- WHAT IS EXPECTED: Your answer should be the exact lines of the data below from the one containing "repository e660d6e444cb6ddc" through the one containing "paths computed earlier."; please include nothing else.

Collected data

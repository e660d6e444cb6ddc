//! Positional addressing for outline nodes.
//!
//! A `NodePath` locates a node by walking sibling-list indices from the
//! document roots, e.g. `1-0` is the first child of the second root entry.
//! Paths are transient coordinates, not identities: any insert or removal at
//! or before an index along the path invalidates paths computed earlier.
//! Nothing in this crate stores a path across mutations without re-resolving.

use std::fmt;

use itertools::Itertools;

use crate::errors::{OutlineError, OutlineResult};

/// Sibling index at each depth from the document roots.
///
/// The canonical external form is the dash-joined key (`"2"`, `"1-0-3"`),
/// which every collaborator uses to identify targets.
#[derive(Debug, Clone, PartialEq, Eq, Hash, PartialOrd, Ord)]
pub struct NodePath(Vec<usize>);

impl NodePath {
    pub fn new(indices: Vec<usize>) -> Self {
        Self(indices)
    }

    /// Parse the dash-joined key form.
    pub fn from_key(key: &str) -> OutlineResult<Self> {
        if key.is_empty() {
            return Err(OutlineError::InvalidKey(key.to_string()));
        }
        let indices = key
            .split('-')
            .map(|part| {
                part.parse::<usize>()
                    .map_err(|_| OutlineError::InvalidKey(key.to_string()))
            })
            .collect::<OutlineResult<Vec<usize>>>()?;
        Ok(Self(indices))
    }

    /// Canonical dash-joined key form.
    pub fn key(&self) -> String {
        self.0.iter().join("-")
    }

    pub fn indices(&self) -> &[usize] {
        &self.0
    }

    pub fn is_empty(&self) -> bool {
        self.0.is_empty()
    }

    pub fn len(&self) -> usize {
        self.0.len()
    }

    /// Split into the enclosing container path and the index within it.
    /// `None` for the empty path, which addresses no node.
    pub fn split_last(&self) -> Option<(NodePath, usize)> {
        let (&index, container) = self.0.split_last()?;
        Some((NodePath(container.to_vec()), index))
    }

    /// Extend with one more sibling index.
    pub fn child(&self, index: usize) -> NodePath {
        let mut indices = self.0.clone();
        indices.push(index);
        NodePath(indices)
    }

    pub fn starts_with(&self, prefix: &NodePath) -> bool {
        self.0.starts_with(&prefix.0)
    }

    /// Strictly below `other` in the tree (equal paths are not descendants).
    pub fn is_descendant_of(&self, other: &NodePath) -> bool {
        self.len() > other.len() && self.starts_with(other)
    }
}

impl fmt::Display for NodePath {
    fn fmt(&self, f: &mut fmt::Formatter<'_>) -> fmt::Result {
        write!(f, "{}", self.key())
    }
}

...

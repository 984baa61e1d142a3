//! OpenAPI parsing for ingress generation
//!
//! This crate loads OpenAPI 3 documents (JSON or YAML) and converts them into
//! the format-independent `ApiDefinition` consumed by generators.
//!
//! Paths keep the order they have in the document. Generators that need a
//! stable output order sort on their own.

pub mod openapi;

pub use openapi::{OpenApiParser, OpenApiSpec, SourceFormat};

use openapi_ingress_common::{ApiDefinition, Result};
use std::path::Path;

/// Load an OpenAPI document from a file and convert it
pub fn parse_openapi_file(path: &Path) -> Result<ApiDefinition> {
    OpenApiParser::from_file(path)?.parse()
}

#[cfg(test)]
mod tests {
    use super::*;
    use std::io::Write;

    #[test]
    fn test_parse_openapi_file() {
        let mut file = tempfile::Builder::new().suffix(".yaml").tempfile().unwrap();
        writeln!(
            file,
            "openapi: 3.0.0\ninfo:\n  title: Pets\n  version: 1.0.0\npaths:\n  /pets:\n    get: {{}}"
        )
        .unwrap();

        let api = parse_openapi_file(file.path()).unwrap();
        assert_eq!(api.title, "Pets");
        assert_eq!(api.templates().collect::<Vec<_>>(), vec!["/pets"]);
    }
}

==

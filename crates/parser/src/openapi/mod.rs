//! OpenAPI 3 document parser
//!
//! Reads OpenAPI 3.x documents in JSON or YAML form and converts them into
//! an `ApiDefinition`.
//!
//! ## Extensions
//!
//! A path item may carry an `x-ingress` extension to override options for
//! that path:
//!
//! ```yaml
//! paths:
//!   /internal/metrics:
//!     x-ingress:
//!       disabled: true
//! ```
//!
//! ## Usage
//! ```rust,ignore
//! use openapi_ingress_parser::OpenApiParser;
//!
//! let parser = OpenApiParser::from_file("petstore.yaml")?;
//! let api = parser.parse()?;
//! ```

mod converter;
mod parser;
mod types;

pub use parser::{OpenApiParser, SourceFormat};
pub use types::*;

- ANSWER FOR THIS EXERCISE:
repository e660d6e444cb6ddc
//! Positional addressing for outline nodes.
//!
//! A `NodePath` locates a node by walking sibling-list indices from the
//! document roots, e.g. `1-0` is the first child of the second root entry.
//! Paths are transient coordinates, not identities: any insert or removal at
//! or before an index along the path invalidates paths computed earlier.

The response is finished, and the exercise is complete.